# Any reloaders on P&S???



## Finger_Mullet (Aug 19, 2005)

I have not reloaded in years. I just broke out the Rock Chucker and all the needed supplies. I am short on 25-06 brass but have a ample supply of 30-06brass. I ran a few 30-06 brass thru my 25-06 full length die. They sized down pretty easily. I got the idea from my Speer reloading manual. It said to just make sure you check the over all length because it may be a little long after sizing it down from 30 cal to 25 cal.

Now I read on a few reloading wibsites that the neck may be to thick. I seated a bullet in a case and it loaded fine in my rifle. Now I am concerned about shooting them. 
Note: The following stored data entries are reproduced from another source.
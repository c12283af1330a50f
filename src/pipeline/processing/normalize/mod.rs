pub mod registry;

use serde_json::Value;
use tracing::{debug, info};

use self::registry::PromotionRegistry;
use crate::config::{Config, PromotionRules};
use crate::constants;
use crate::types::{CanonicalRecord, RawRow};

/// Maps arbitrary-shape raw rows onto the canonical contact record.
///
/// Structured fields are promoted by first-present-wins coalescing over the
/// configured candidate columns; the whole raw row is always kept in
/// `additional_info`, whether or not any of it was promoted.
pub struct RecordNormalizer {
    registry: PromotionRegistry,
    tag: Option<String>,
}

impl RecordNormalizer {
    pub fn new(registry: PromotionRegistry, tag: Option<String>) -> Self {
        Self { registry, tag }
    }

    pub fn from_config(config: &Config) -> Self {
        Self::new(
            PromotionRegistry::from_config(config),
            config.run_tag().map(str::to_string),
        )
    }

    /// Normalize every row of one source file with the rule set chosen for it
    pub fn normalize_batch(&self, rows: Vec<RawRow>, file_name: &str) -> Vec<CanonicalRecord> {
        let selected = self.registry.select(file_name);
        info!(
            "Applying promotion rules for profile '{}' to {}",
            selected.profile_name, file_name
        );
        if selected.rules.is_empty() {
            debug!("No promotion rules for {}; structured fields stay empty", file_name);
        }

        rows.into_iter()
            .map(|row| self.normalize(row, selected.rules))
            .collect()
    }

    /// Normalize one row
    pub fn normalize(&self, row: RawRow, rules: &PromotionRules) -> CanonicalRecord {
        let promote = |field: &str| coalesce(&row, rules.candidates(field));

        let is_b2b = parse_b2b(promote(constants::IS_B2B).as_deref());

        CanonicalRecord {
            company_name: promote(constants::COMPANY_NAME),
            url: promote(constants::URL),
            phone_number: promote(constants::PHONE_NUMBER),
            industry: promote(constants::INDUSTRY),
            is_b2b,
            customer_target_segments: promote(constants::CUSTOMER_TARGET_SEGMENTS),
            tags: self.tag.iter().cloned().collect(),
            additional_info: row,
        }
    }
}

/// First present, non-null value among `candidates`, scanned in order
pub fn coalesce(row: &RawRow, candidates: &[String]) -> Option<String> {
    candidates
        .iter()
        .filter_map(|column| row.get(column))
        .find_map(value_to_text)
}

/// Case-insensitive tri-state mapping. Anything unrecognised stays unknown.
pub fn parse_b2b(value: Option<&str>) -> Option<bool> {
    let value = value?.trim().to_lowercase();
    match value.as_str() {
        "yes" | "true" | "1" => Some(true),
        "no" | "false" | "0" => Some(false),
        _ => None,
    }
}

/// Text form of a raw cell; null and blank cells count as absent
fn value_to_text(value: &Value) -> Option<String> {
    match value {
        Value::Null => None,
        Value::String(s) if s.trim().is_empty() => None,
        Value::String(s) => Some(s.clone()),
        Value::Bool(b) => Some(b.to_string()),
        Value::Number(n) => Some(number_to_text(n)),
        other => Some(other.to_string()),
    }
}

/// Spreadsheet cells carry whole numbers as floats; render 5551234567.0 as 5551234567
fn number_to_text(n: &serde_json::Number) -> String {
    if n.is_f64() {
        if let Some(f) = n.as_f64() {
            if f.is_finite() && f.fract() == 0.0 && f.abs() < 1e15 {
                return format!("{}", f as i64);
            }
        }
    }
    n.to_string()
}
Are there any reloaders on here that may have an answer to my question????

Darin


----------



## WV Cobbmullet (Dec 2, 2008)

*Reloading the 25-06 Rem*

Take your reloading book look at the reccomed neck size my Nosler 6th edition book sez the neck size is .290 at the throat and .291 at the base of the neck. Now break out the calipers if they are too thick there is a tool to thin them out with. Hope this helps.
Mike


----------



## Rockfish1 (Apr 8, 2005)

shouldn't be any problems doing that... I've made a pile of 243's in the past from 308's... there you need to watch neck diameters a bit closer but rarely run into problems...

if you're running close to max loads you might want to check case volume on the 06 brass compared to what you have been loading... you may need to lighten the load a bit if there's substantial differences...


----------



## Finger_Mullet (Aug 19, 2005)

Loading IMR 4350 with a 100 grain Hornady IL I will start out in the middle somewhere. Max is 52 grains as listed in my outdated Speer book. I can't remember what the minimum is. I always start in the middle and work my way up watching for pressure signs.

A 25-06 started as a wildcat from a 30-06. Someone had to neck it down many years ago. I just can't see why a thick neck would hurt anything if it actually fit in the chamber. 

Darin


----------



## Rockfish1 (Apr 8, 2005)

if you're starting a new load in the middle of the range, then it shouldn't be a problem, keep an eye out for signs of pressure... that post before was just a caution if you had an established load on the hotter side...


----------